The DLA Disposition Services personnel at Fort Bragg have been supporting USASOC’s need to turn in close to 200 Humvees from the 95th Civil Affairs Brigade as part of that initiative. The DLA Disposition Services team had hoped to receive all the vehicles by October, but because of pandemic-related delays, there were still over 130 to receive as of September. Since then the team has received around 55 more vehicles.
A field service division chief for Headquarters and Headquarters Company, 1st Special Forces Command said “the large turn in of High-Mobility Multipurpose Wheeled Vehicles was part of the divestiture strategy in support of the Joint Light Tactical Vehicle fielding. He explained that the new JLTV will replace the U.S. Army Special Operations Command’s HMMWV fleet, “increasing the war fighter’s lethality, transportability, survivability, and payload.”
To meet USASOC’s objectives, DLA Disposition Services personnel there established a team to receive the remaining vehicles, while working with the 16th Military Police Brigade to reutilize the vehicles as the brigade postures for upcoming missions. The team includes Army interns who are participants in the Wounded Warrior project.
In one week, the team coordinated the reutilization and shipment of 44 armored Humvees from the initial 55 received. Those vehicles went to three battalions within the brigade located at Fort Drum, New York; Fort Stewart, Georgia; and Fort Bragg, North Carolina.
“The team was able to receive a large amount of vehicles from Nov. 3 to 5, plus a few on Nov. 12 as well, said Disposal Service Representative Eric Garris.
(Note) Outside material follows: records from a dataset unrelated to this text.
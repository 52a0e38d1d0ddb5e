//! Frame buffers and the perspective correction applied to them.

pub mod frame;
pub mod homography;

pub use frame::{Frame, Rgba};
pub use homography::{apply_transform, validate_corners, Homography, DEFAULT_SQUARE_SIZE};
Garris noted that the turn-ins helped keep military vehicles with an original value over $9 million serving the Army. The team estimates that once it has received all the targeted vehicles from USASOC and coordinated their reuse, another $20 million dollars in savings will be achieved for the government, plus facilitating the receipt of almost 100 vehicles in a matter of days instead of weeks.
Dealing with several customer during the pandemic and ensuring everyone followed DLA safety protocols for COVID-19 protection added to the challenge of handling so many vehicles. Garris said that space for so much material was another factor.
“We provided over 50 of the vehicles, with an acquisition value over 10 million dollars, for reuse at another Defense Department entity within a week’s time,” Garris said.
Garris praised fellow team members like Reutilization, Transfer and Donation Specialist Joe Davis who coordinated moving the 50 vehicles so quickly, Property Disposal Specialist Dwight Minke and Material Examiner and Identifier Reginald James.
“Our team believes it’s always good to embrace new challenges, explore new capabilities through the team concept, and come together to support the warfighter,” Garris said.
Together, Garris said they believe the effort is “all in a day’s work.”